Böyle bir dünyada yaşadığım için utanıyorum

Abone Ol

İnsanlık büyük bir imtihandan geçiyor.

Gazze’de insanların bombalar altında ölmesi, sevdiklerini kaybetmesi az gelmiş olacak ki, yaşlıları, kadınları, çocukları, masumları bir de açlıktan ölüme mahkum ettiler.

Bugün, insanlık, utanç verici bir tabloyla yüzleşiyor.

Bir yanda modern çağın tüm imkânları varken, diğer yanda göz göre göre insanlar açlıktan ölüyor.

Bilgiye anında erişebildiğimiz, mesafelerin anlamını yitirdiği bir çağda, bu acının tüm dünyanın gözü önünde yaşanması akıl ve vicdanla bağdaşmaz.

Bütün dünya da buna bakıyorsa, insanlık vicdanını kaybetmiş demektir.

İnanılır gibi değil; bu akıl almaz durum, kalbimize saplanan bir hançer gibi acıtıyor.

Bu sessizlik, sadece acı çekenleri değil, susan herkesin vicdanını bir ömür boyu yaralayacaktır.

Gördüğümüz fotoğraf kareleri ve videolar, göğsünde bir kalp taşıyan, vicdan sahibi hiçbir insanı rahatsız etmemesi mümkün değil.

Oysaki vicdan, insanı insan yapan yegâne unsurdur.

Vicdan, insanın iç sesi, doğru ile yanlışı ayırt etme yeteneğidir.

İnsan vicdansızlaştı mı, ne adına, ne şekilde olursa olsun, nasıl insanlıktan çıktığını, nasıl bir kıyım makinesine dönüştüğünü rahatlıkla görebiliyoruz.

Merhametten, şefkatten ve insanlıktan nasibini almayanlar, masumları hedef almakta bir beis görmüyor.

Onların acımasızlığı, sadece masum canları değil, aynı zamanda insanlığın tüm değerlerini de öldürüyor.

İnsanlık, bu değerlerin yok oluşuyla birlikte kendi sonunu hazırlıyor; çünkü ahlaki ve insani değerlerden yoksun bir medeniyetin ayakta kalması mümkün değildir.

Bu durum, bizlere insanlığın en büyük sınavını yaşatıyor.

Böylesi bir zulüm karşısında sessiz kalmak, susmak, bu suça ortak olmak demektir.

Dilsiz şeytan olmak, vicdanın sesine kulak tıkamaktır.

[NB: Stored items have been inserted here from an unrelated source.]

/*
 * Copyright 2025 Security Union LLC
 *
 * Licensed under either of
 *
 * * Apache License, Version 2.0
 *   (http://www.apache.org/licenses/LICENSE-2.0)
 * * MIT license
 *   (http://opensource.org/licenses/MIT)
 *
 * at your option.
 *
 * Unless you explicitly state otherwise, any contribution intentionally
 * submitted for inclusion in the work by you, as defined in the Apache-2.0
 * license, shall be dual licensed as above, without any additional terms or
 * conditions.
 */

//! Buffering and decode-loop pipeline for live Annex-B H.264 playback.
//!
//! Raw byte buffers go in through [`Player::ingest`]; SPS and PPS are
//! captured from the stream, decodable access units are queued in a bounded
//! FIFO, and a per-session background thread drains them into an injected
//! [`VideoDecoder`] for rendering. Decoding itself is delegated to that
//! capability; this crate owns framing, buffering and lifecycle control.
//!
//! ```
//! use h264_playback::{MockDecoder, Player, PlayerConfig};
//!
//! let player = Player::new(PlayerConfig::default(), Box::new(MockDecoder::new)).unwrap();
//! player.start("window-1".to_string());
//!
//! // Parameter sets first, then slice data large enough to be queued.
//! player.ingest(&[0, 0, 0, 1, 0x67, 0x42, 0x00, 0x1F], 0);
//! player.ingest(&[0, 0, 0, 1, 0x68, 0xCE, 0x38, 0x80], 0);
//! let mut slice = vec![0, 0, 0, 1, 0x65];
//! slice.resize(512, 0x51);
//! player.ingest(&slice, 33);
//!
//! player.stop();
//! ```

pub mod buffer;
pub mod config;
pub mod decoder;
pub mod engine;
pub mod error;
pub mod frame;
pub mod nal;
pub mod player;
pub mod stats;

pub use buffer::{IngestOutcome, StreamBuffer};
pub use config::{PlayerConfig, MAX_FRAME_RATE};
pub use decoder::{
    DecoderConfig, MockDecoder, MockEvent, MockOutput, OutputStatus, SubmitStatus, VideoDecoder,
};
pub use engine::{DecodeEngine, DecoderState, StateListener};
pub use error::{PlayerError, Result};
pub use frame::{ParameterSets, RawFrame};
pub use player::{Player, PlayingListener};
pub use stats::{BufferStats, DecodeCounters, DecodeStats, PipelineStats};
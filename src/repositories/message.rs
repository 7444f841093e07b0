//! MessageRepository - message log, read receipts and unread bookkeeping.
//!
//! Every mutation that touches the log also rewrites the chat's
//! denormalized summary and the unread counters inside the same
//! transaction, so the three can never disagree (and a client that
//! disconnects mid-send observes either the whole append or nothing).

use super::Read;
use crate::entities::{DELETED_MESSAGE_PLACEHOLDER, Message, MessageType, ReadReceipt};
use chrono::{DateTime, Utc};
use sqlx::{Error, QueryBuilder, SqlitePool};
use std::collections::HashMap;
use tracing::{debug, info, instrument};

const MESSAGE_COLUMNS: &str = "message_id, chat_id, sender_id, sender_name, content, \
     message_type, file_url, file_name, is_edited, edited_at, created_at";

/// Input of [`MessageRepository::append`].
#[derive(Debug, Clone)]
pub struct NewMessageRecord {
    pub chat_id: i64,
    pub sender_id: i64,
    pub sender_name: String,
    pub content: String,
    pub message_type: MessageType,
    pub file_url: Option<String>,
    pub file_name: Option<String>,
}

#[derive(sqlx::FromRow)]
struct ReadRow {
    message_id: i64,
    user_id: i64,
    read_at: DateTime<Utc>,
}

pub struct MessageRepository {
    pool: SqlitePool,
}

impl MessageRepository {
    pub fn new(pool: SqlitePool) -> Self {
        Self { pool }
    }

    /// Appends a message: inserts the row, pre-seeds the sender's read
    /// receipt, rewrites the chat's last-message summary and increments
    /// every other participant's unread counter. One transaction; the
    /// counter bump is a store-level atomic increment, not a read-modify-
    /// write in process.
    #[instrument(skip(self, record), fields(chat_id = record.chat_id, sender_id = record.sender_id))]
    pub async fn append(&self, record: NewMessageRecord) -> Result<Message, Error> {
        let now = Utc::now();
        let mut tx = self.pool.begin().await?;

        let message_id = sqlx::query(
            "INSERT INTO messages \
                 (chat_id, sender_id, sender_name, content, message_type, \
                  file_url, file_name, is_edited, edited_at, created_at) \
             VALUES (?, ?, ?, ?, ?, ?, ?, 0, NULL, ?)",
        )
        .bind(record.chat_id)
        .bind(record.sender_id)
        .bind(&record.sender_name)
        .bind(&record.content)
        .bind(record.message_type)
        .bind(&record.file_url)
        .bind(&record.file_name)
        .bind(now)
        .execute(&mut *tx)
        .await?
        .last_insert_rowid();

        sqlx::query("INSERT INTO message_reads (message_id, user_id, read_at) VALUES (?, ?, ?)")
            .bind(message_id)
            .bind(record.sender_id)
            .bind(now)
            .execute(&mut *tx)
            .await?;

        sqlx::query(
            "UPDATE chats SET last_message_content = ?, last_message_sender_id = ?, \
                 last_message_at = ?, updated_at = ? \
             WHERE chat_id = ?",
        )
        .bind(&record.content)
        .bind(record.sender_id)
        .bind(now)
        .bind(now)
        .bind(record.chat_id)
        .execute(&mut *tx)
        .await?;

        sqlx::query(
            "UPDATE chat_participants SET unread_count = unread_count + 1 \
             WHERE chat_id = ? AND user_id != ?",
        )
        .bind(record.chat_id)
        .bind(record.sender_id)
        .execute(&mut *tx)
        .await?;

        tx.commit().await?;
        info!(message_id, "Message appended");

        Ok(Message {
            message_id,
            chat_id: record.chat_id,
            sender_id: record.sender_id,
            sender_name: record.sender_name,
            content: record.content,
            message_type: record.message_type,
            file_url: record.file_url,
            file_name: record.file_name,
            is_edited: false,
            edited_at: None,
            created_at: now,
            read_by: vec![ReadReceipt {
                user_id: record.sender_id,
                read_at: now,
            }],
        })
    }

    /// Newest-first page over the append-ordered log, read receipts
    /// attached. Page 1 is the most recent `limit` messages; one extra row
    /// is fetched to compute `has_more`.
    #[instrument(skip(self), fields(chat_id = %chat_id, page, limit))]
    pub async fn find_page(
        &self,
        chat_id: i64,
        page: u32,
        limit: u32,
    ) -> Result<(Vec<Message>, bool), Error> {
        let offset = (page.saturating_sub(1) as i64) * limit as i64;
        let mut messages = sqlx::query_as::<_, Message>(&format!(
            "SELECT {MESSAGE_COLUMNS} FROM messages \
             WHERE chat_id = ? ORDER BY message_id DESC LIMIT ? OFFSET ?"
        ))
        .bind(chat_id)
        .bind(limit as i64 + 1)
        .bind(offset)
        .fetch_all(&self.pool)
        .await?;

        let has_more = messages.len() > limit as usize;
        messages.truncate(limit as usize);

        self.attach_receipts(&mut messages).await?;

        debug!(returned = messages.len(), has_more, "Message page loaded");
        Ok((messages, has_more))
    }

    async fn attach_receipts(&self, messages: &mut [Message]) -> Result<(), Error> {
        if messages.is_empty() {
            return Ok(());
        }

        let mut query = QueryBuilder::new(
            "SELECT message_id, user_id, read_at FROM message_reads WHERE message_id IN (",
        );
        let mut separated = query.separated(", ");
        for message in messages.iter() {
            separated.push_bind(message.message_id);
        }
        query.push(")");

        let rows: Vec<ReadRow> = query.build_query_as().fetch_all(&self.pool).await?;

        let mut by_message: HashMap<i64, Vec<ReadReceipt>> = HashMap::new();
        for row in rows {
            by_message.entry(row.message_id).or_default().push(ReadReceipt {
                user_id: row.user_id,
                read_at: row.read_at,
            });
        }
        for message in messages.iter_mut() {
            message.read_by = by_message.remove(&message.message_id).unwrap_or_default();
        }
        Ok(())
    }

    /// Marks every foreign message of the chat as read by `user_id` and
    /// zeroes that participant's unread counter. Idempotent: receipts are
    /// inserted with OR IGNORE, so re-reading never duplicates them or
    /// touches other participants' counters.
    #[instrument(skip(self), fields(chat_id = %chat_id, user_id = %user_id))]
    pub async fn mark_read(&self, chat_id: i64, user_id: i64) -> Result<DateTime<Utc>, Error> {
        let now = Utc::now();
        let mut tx = self.pool.begin().await?;

        sqlx::query(
            "INSERT OR IGNORE INTO message_reads (message_id, user_id, read_at) \
             SELECT message_id, ?, ? FROM messages WHERE chat_id = ? AND sender_id != ?",
        )
        .bind(user_id)
        .bind(now)
        .bind(chat_id)
        .bind(user_id)
        .execute(&mut *tx)
        .await?;

        sqlx::query(
            "UPDATE chat_participants SET unread_count = 0 WHERE chat_id = ? AND user_id = ?",
        )
        .bind(chat_id)
        .bind(user_id)
        .execute(&mut *tx)
        .await?;

        sqlx::query("UPDATE chats SET updated_at = ? WHERE chat_id = ?")
            .bind(now)
            .bind(chat_id)
            .execute(&mut *tx)
            .await?;

        tx.commit().await?;
        debug!("Chat marked as read");
        Ok(now)
    }

    /// Soft delete: the row survives with the fixed placeholder content,
    /// terminal `Deleted` type and edit flags set. Sender gating happens in
    /// the caller, which has the loaded message at hand.
    #[instrument(skip(self), fields(message_id = %message_id))]
    pub async fn soft_delete(&self, message_id: i64, chat_id: i64) -> Result<DateTime<Utc>, Error> {
        let now = Utc::now();
        let mut tx = self.pool.begin().await?;

        sqlx::query(
            "UPDATE messages SET content = ?, message_type = 'DELETED', \
                 is_edited = 1, edited_at = ? \
             WHERE message_id = ?",
        )
        .bind(DELETED_MESSAGE_PLACEHOLDER)
        .bind(now)
        .bind(message_id)
        .execute(&mut *tx)
        .await?;

        sqlx::query("UPDATE chats SET updated_at = ? WHERE chat_id = ?")
            .bind(now)
            .bind(chat_id)
            .execute(&mut *tx)
            .await?;

        tx.commit().await?;
        info!("Message soft-deleted");
        Ok(now)
    }
}

impl Read<Message, i64> for MessageRepository {
    #[instrument(skip(self), fields(message_id = %id))]
    async fn read(&self, id: &i64) -> Result<Option<Message>, Error> {
        let message = sqlx::query_as::<_, Message>(&format!(
            "SELECT {MESSAGE_COLUMNS} FROM messages WHERE message_id = ?"
        ))
        .bind(id)
        .fetch_optional(&self.pool)
        .await?;

        match message {
            Some(message) => {
                let mut messages = [message];
                self.attach_receipts(&mut messages).await?;
                let [message] = messages;
                Ok(Some(message))
            }
            None => Ok(None),
        }
    }
}
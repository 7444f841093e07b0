//! Common repository traits.
//!
//! Conversations and messages are created through domain-specific
//! operations (`find_or_create_direct`, `append`), so only the generic
//! read seam is shared here.

/// Trait for reading a single entity by primary key.
///
/// # Type Parameters
/// * `Entity` - Type of the entity to read
/// * `Id` - Type of the primary key
pub trait Read<Entity, Id> {
    /// Reads an entity from the store by its primary key.
    ///
    /// # Returns
    /// * `Ok(Some(Entity))` - Entity found
    /// * `Ok(None)` - No entity with that id
    /// * `Err(sqlx::Error)` - Error during reading
    async fn read(&self, id: &Id) -> Result<Option<Entity>, sqlx::Error>;
}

Böylesi bir dünyada yaşadığım için utanıyorum.

İnsanların fütursuzca öldürüldükleri, aç bırakıldıkları bir dünyada yaşamak ağırlaşıyor, vicdanın omuzlarına taşınmaz yük biniyor.

Tarih, bu zulme seyirci kalanları da yazacaktır; çünkü zalimin zulmü kadar, mazlumun yanında yer almayanların suskunluğu da tarihin kara sayfalarında yer alacaktır.

Yüreklerdeki bu sızı dinmedikçe, vicdanlar harekete geçmedikçe, bu utanç bitmeyecek.

Zira susmayan, haykıran, vicdanın sesine kulak verenler olduğu müddetçe, insanlık onurunu diri tutma mücadelesi de devam edecektir.

Yüce yaratıcıdan tek temennimiz, bizleri bu sızının dindirilmesi için sessiz kalanlardan eylememesidir.